WHAT THIS TASK INVOLVES: Looking at the data, count the lines where the word "TrainableState" occurs and answer with only the number.

Extracted data entries
☆ ☆ ☆ ☆ ☆

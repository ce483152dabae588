// ============================================================
// Layer 6 — Checkpoint Store
// ============================================================
// Persists TrainableState snapshots keyed by (level, epoch).
//
// File naming convention:
//   models/
//     pynet_level_5_epoch_0.bin.gz    ← bincode, gzip-compressed
//     pynet_level_5_epoch_1.bin.gz
//     ...
//     train_config_level_5.json       ← run parameters
//
// A level-L run may warm-start from the last checkpoint of level
// L+1. Absent or undecodable files are ResourceUnavailable; the
// caller decides whether that is fatal.
//
// Reference: Rust Book §9 (Error Handling)

use std::{
    fs,
    io::{BufReader, BufWriter, Write},
    path::{Path, PathBuf},
};

use flate2::{read::GzDecoder, write::GzEncoder, Compression};
use serde::{de::DeserializeOwned, Serialize};

use crate::domain::error::{TrainError, TrainResult};
use crate::domain::level::Level;
use crate::domain::state::TrainableState;

#[derive(Debug, Clone, Copy, PartialEq, Eq)]
pub struct CheckpointKey {
    pub level: Level,
    pub epoch: usize,
}

impl CheckpointKey {
    pub fn new(level: Level, epoch: usize) -> Self {
        Self { level, epoch }
    }

    pub fn file_name(&self) -> String {
        format!("pynet_level_{}_epoch_{}.bin.gz", self.level, self.epoch)
    }

    /// The checkpoint a level-`level` run starts from, if any.
    pub fn warm_start(level: Level, restore_epoch: usize) -> Option<Self> {
        level.coarser().map(|coarser| Self::new(coarser, restore_epoch))
    }
}

pub struct CheckpointStore {
    dir: PathBuf,
}

impl CheckpointStore {
    /// Creates the directory if it doesn't already exist.
    pub fn new(dir: impl Into<PathBuf>) -> TrainResult<Self> {
        let dir = dir.into();
        fs::create_dir_all(&dir)
            .map_err(|e| TrainError::io(format!("creating '{}'", dir.display()), e))?;
        Ok(Self { dir })
    }

    pub fn dir(&self) -> &Path {
        &self.dir
    }

    pub fn path_for(&self, key: CheckpointKey) -> PathBuf {
        self.dir.join(key.file_name())
    }

    pub fn save(&self, key: CheckpointKey, state: &TrainableState) -> TrainResult<PathBuf> {
        let path = self.path_for(key);
        write_state(&path, state)?;
        tracing::debug!(
            "Saved checkpoint '{}' ({} tensors, {} values)",
            path.display(),
            state.len(),
            state.numel()
        );
        Ok(path)
    }

    pub fn load(&self, key: CheckpointKey) -> TrainResult<TrainableState> {
        let path = self.path_for(key);
        let state = read_state(&path)?;
        tracing::info!("Loaded checkpoint '{}'", path.display());
        Ok(state)
    }

    /// Save the run parameters next to the checkpoints.
    pub fn save_config<C: Serialize>(&self, level: Level, cfg: &C) -> TrainResult<PathBuf> {
        let path = self.config_path(level);
        let json = serde_json::to_string_pretty(cfg)
            .map_err(|e| TrainError::io("serialising run config", e.into()))?;
        fs::write(&path, json)
            .map_err(|e| TrainError::io(format!("writing '{}'", path.display()), e))?;
        tracing::debug!("Saved run config to '{}'", path.display());
        Ok(path)
    }

    pub fn load_config<C: DeserializeOwned>(&self, level: Level) -> TrainResult<C> {
        let path = self.config_path(level);
        let json = fs::read_to_string(&path).map_err(|e| TrainError::unavailable(&path, e))?;
        serde_json::from_str(&json).map_err(|e| TrainError::unavailable(&path, e))
    }

    fn config_path(&self, level: Level) -> PathBuf {
        self.dir.join(format!("train_config_level_{level}.json"))
    }
}

/// Gzip + bincode encode a state to `path`.
pub fn write_state(path: &Path, state: &TrainableState) -> TrainResult<()> {
    let action = || format!("writing checkpoint '{}'", path.display());
    let file = fs::File::create(path).map_err(|e| TrainError::io(action(), e))?;

    let mut encoder = GzEncoder::new(BufWriter::new(file), Compression::default());
    bincode::serialize_into(&mut encoder, state)
        .map_err(|e| TrainError::io(action(), std::io::Error::other(e)))?;
    let mut writer = encoder.finish().map_err(|e| TrainError::io(action(), e))?;
    writer.flush().map_err(|e| TrainError::io(action(), e))
}

/// Decode a state written by `write_state`.
pub fn read_state(path: &Path) -> TrainResult<TrainableState> {
    let file = fs::File::open(path).map_err(|e| TrainError::unavailable(path, e))?;
    let decoder = GzDecoder::new(BufReader::new(file));
    bincode::deserialize_from(decoder).map_err(|e| TrainError::unavailable(path, e))
}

☆ ☆ ☆ ☆ ☆

RESULT FOR THIS EXERCISE: 6